- Education: University of Colombo Ananda College Colombo
- Occupations: Professor and Head of the Department of Pediatrics at the University of Kelaniya, in Sri Lanka.
- Employer: University of Colombo
- Known for: Founder chairman of Sri Lanka’s National Child Protection Authority, Activist and legislator in Child Protection
- Title: Professor

= Harendra de Silva =

Sri Lankan pediatrician

Harendra de Silva is a pediatrician whose efforts have helped to create awareness of child abuse in Sri Lanka.

==Education==
de Silva was educated at Ananda College Colombo, before he entered the Faculty of Medicine, University of Colombo, where he obtained both an undergraduate Bachelor of Medicine, Bachelor of Surgery and later Doctor of Medicine.

==Professional work==
de Silva was appointed to the Department of Paediatrics in Galle.

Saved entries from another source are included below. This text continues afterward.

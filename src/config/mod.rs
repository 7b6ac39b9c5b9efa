//! Process-wide default for locating the Rscript executable.
//!
//! Every call can override the interpreter for just that call; this module
//! only holds the fallback used when no per-call command is given. Concurrent
//! reconfiguration is last-write-wins, nothing here is synchronized beyond
//! the lock itself.

use std::process::{Command, Stdio};
use std::sync::RwLock;

use lazy_static::lazy_static;

use crate::diag;

lazy_static! {
    static ref RSCRIPT: RwLock<String> = RwLock::new("Rscript".to_string());
}

/// Current process-wide Rscript command.
pub fn rscript() -> String {
    match RSCRIPT.read() {
        Ok(guard) => guard.clone(),
        Err(poisoned) => poisoned.into_inner().clone(),
    }
}

/// Replace the process-wide Rscript command, then probe it.
///
/// An unusable command is reported as a warning on stderr, never as an
/// error: later calls will simply fail when they actually invoke it.
pub fn set_rscript(command: impl Into<String>) {
    let command = command.into();
    match RSCRIPT.write() {
        Ok(mut guard) => *guard = command.clone(),
        Err(poisoned) => *poisoned.into_inner() = command.clone(),
    }
    if !find_rscript(&command) {
        diag::warn(&format!(
            "'{command}' is not a valid Rscript command; set another with set_rscript(<command>)"
        ));
    }
}

/// Probe a candidate command by asking it for its version.
///
/// Only checks that the executable can be spawned; its exit status and
/// output are discarded.
pub fn find_rscript(command: &str) -> bool {
    Command::new(command)
        .arg("--version")
        .stdout(Stdio::piped())
        .stderr(Stdio::piped())
        .status()
        .is_ok()
}

/// Validate the current process-wide command.
pub fn validate_rscript() -> bool {
    find_rscript(&rscript())
}
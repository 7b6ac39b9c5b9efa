//! Composition of the transient R script.
//!
//! The script has four statement groups: library loads, data-frame loads,
//! the user's plot expression bound to an internal variable, and one
//! `ggsave` call. Everything interpolated except the user's own plot code
//! goes through strict escaping so a hostile path or parameter cannot break
//! the script apart.

use std::fmt;
use std::path::Path;

use crate::error::GgError;

/// A save-time width or height. `Auto` lets ggsave pick (rendered as `NA`).
#[derive(Debug, Clone, Copy, PartialEq, Default)]
pub enum Dimension {
    #[default]
    Auto,
    Num(f64),
}

impl fmt::Display for Dimension {
    fn fmt(&self, f: &mut fmt::Formatter<'_>) -> fmt::Result {
        match self {
            Dimension::Auto => f.write_str("NA"),
            Dimension::Num(v) => write!(f, "{v}"),
        }
    }
}

impl From<f64> for Dimension {
    fn from(v: f64) -> Self {
        Dimension::Num(v)
    }
}

impl From<i32> for Dimension {
    fn from(v: i32) -> Self {
        Dimension::Num(f64::from(v))
    }
}

/// Graph size passed to ggsave; both sides default to automatic.
#[derive(Debug, Clone, Copy, PartialEq, Default)]
pub struct SaveSize {
    pub width: Dimension,
    pub height: Dimension,
}

impl SaveSize {
    pub fn new(width: impl Into<Dimension>, height: impl Into<Dimension>) -> Self {
        Self {
            width: width.into(),
            height: height.into(),
        }
    }
}

pub(crate) struct ComposeInput<'a> {
    pub libs: &'a [String],
    pub loads: &'a [String],
    pub plotcode: &'a str,
    pub outfile: &'a Path,
    pub size: SaveSize,
    pub scale: f64,
    pub units: &'a str,
    pub dpi: u32,
}

/// Build the full script text. `ggplot2` is always loaded last so a user
/// library cannot shadow `ggsave`.
pub(crate) fn compose(input: &ComposeInput<'_>) -> Result<String, GgError> {
    let mut script = String::new();
    for lib in input.libs.iter().map(String::as_str).chain(["ggplot2"]) {
        if !is_valid_library(lib) {
            return Err(GgError::BadLibraryName(lib.to_string()));
        }
        script.push_str(&format!("library({lib})\n"));
    }
    for load in input.loads {
        script.push_str(load);
        script.push('\n');
    }
    script.push_str("..g <- {\n");
    script.push_str(input.plotcode);
    script.push_str("\n}\n");
    script.push_str(&format!(
        "ggsave({outfile}, ..g, width={width}, height={height}, scale={scale}, units={units}, dpi={dpi})\n",
        outfile = r_string(&path_for_r(input.outfile)),
        width = input.size.width,
        height = input.size.height,
        scale = input.scale,
        units = r_string(input.units),
        dpi = input.dpi,
    ));
    Ok(script)
}

/// Escape a value into a double-quoted R string literal.
pub(crate) fn r_string(value: &str) -> String {
    let mut out = String::with_capacity(value.len() + 2);
    out.push('"');
    for c in value.chars() {
        match c {
            '\\' => out.push_str("\\\\"),
            '"' => out.push_str("\\\""),
            '\n' => out.push_str("\\n"),
            '\r' => out.push_str("\\r"),
            '\t' => out.push_str("\\t"),
            c if (c as u32) < 0x20 => out.push_str(&format!("\\x{:02x}", c as u32)),
            c => out.push(c),
        }
    }
    out.push('"');
    out
}

/// Normalize a host path to the forward-slash form Rscript accepts on every
/// operating system.
pub(crate) fn path_for_r(path: &Path) -> String {
    path.to_string_lossy().replace('\\', "/")
}

// R package names: letters, digits and dots, starting with a letter.
fn is_valid_library(name: &str) -> bool {
    let mut chars = name.chars();
    matches!(chars.next(), Some(c) if c.is_ascii_alphabetic())
        && chars.all(|c| c.is_ascii_alphanumeric() || c == '.')
}
use std::sync::Arc;

use serde::Deserialize;
use shared::{domain::UserId, error::ApiError, protocol::MessagePayload};
use storage::{MessageStore, UserDirectory};
use tracing::error;

pub const PEER_NOT_FOUND: &str = "user not found";

#[derive(Debug, Clone, Copy, PartialEq, Eq)]
pub struct HistoryLimits {
    pub default_limit: i64,
    pub max_limit: i64,
}

impl Default for HistoryLimits {
    fn default() -> Self {
        Self {
            default_limit: 50,
            max_limit: 500,
        }
    }
}

/// Raw pagination parameters as they arrive on the query string.
#[derive(Debug, Default, Clone, Deserialize)]
pub struct HistoryQuery {
    pub limit: Option<String>,
    pub skip: Option<String>,
}

#[derive(Debug, Clone, Copy, PartialEq, Eq)]
pub struct PageRequest {
    pub limit: i64,
    pub offset: i64,
}

impl HistoryLimits {
    pub fn page(&self, query: &HistoryQuery) -> Result<PageRequest, ApiError> {
        let limit = parse_non_negative("limit", query.limit.as_deref(), self.default_limit)?;
        let offset = parse_non_negative("skip", query.skip.as_deref(), 0)?;
        if limit > self.max_limit {
            return Err(ApiError::validation(format!(
                "limit must not exceed {}",
                self.max_limit
            )));
        }
        Ok(PageRequest { limit, offset })
    }
}

fn parse_non_negative(name: &str, raw: Option<&str>, default: i64) -> Result<i64, ApiError> {
    let Some(raw) = raw.map(str::trim).filter(|raw| !raw.is_empty()) else {
        return Ok(default);
    };
    match raw.parse::<i64>() {
        Ok(value) if value >= 0 => Ok(value),
        _ => Err(ApiError::validation(format!(
            "{name} must be a non-negative integer"
        ))),
    }
}

/// Pull-based reads of one conversation, independent of live sessions.
#[derive(Clone)]
pub struct HistoryService {
    store: Arc<dyn MessageStore>,
    directory: Arc<dyn UserDirectory>,
    limits: HistoryLimits,
}

impl HistoryService {
    pub fn new(
        store: Arc<dyn MessageStore>,
        directory: Arc<dyn UserDirectory>,
        limits: HistoryLimits,
    ) -> Self {
        Self {
            store,
            directory,
            limits,
        }
    }

    /// Chronological page of the conversation between `caller` and `peer`,
    /// cut `skip` messages back from the newest one.
    pub async fn conversation(
        &self,
        caller: UserId,
        peer: UserId,
        query: &HistoryQuery,
    ) -> Result<Vec<MessagePayload>, ApiError> {
        let page = self.limits.page(query)?;

        let known = self.directory.user_exists(peer).await.map_err(|e| {
            error!(%peer, error = %e, "user directory lookup failed");
            ApiError::persistence("user directory unavailable")
        })?;
        if !known {
            return Err(ApiError::not_found(PEER_NOT_FOUND));
        }
        if page.limit == 0 {
            return Ok(Vec::new());
        }

        let messages = self
            .store
            .query(caller, peer, page.limit, page.offset)
            .await
            .map_err(|e| {
                error!(%caller, %peer, error = %e, "failed to load conversation");
                ApiError::persistence("failed to load messages")
            })?;
        Ok(messages.into_iter().map(MessagePayload::from).collect())
    }
}

#[cfg(test)]
#[path = "tests/history_tests.rs"]
mod tests;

He was the senior lecturer and subsequently became head of the department. de Silva became a professor of Paediatrics, moving to the University of Kelaniya in 1999. He was Chairman of the National Child Protection Authority and has been Chairman of the Presidential Task Force on Child Protection.

==Honours==
de Silva was awarded the 'Most Outstanding Asian Pediatrician Award' from the Asian Pediatrics Association and the Career Award from the International Society against Child Abuse and Neglect (USA). He was shortlisted for the 2011 British Medical Journal Group Lifetime Achievement Award.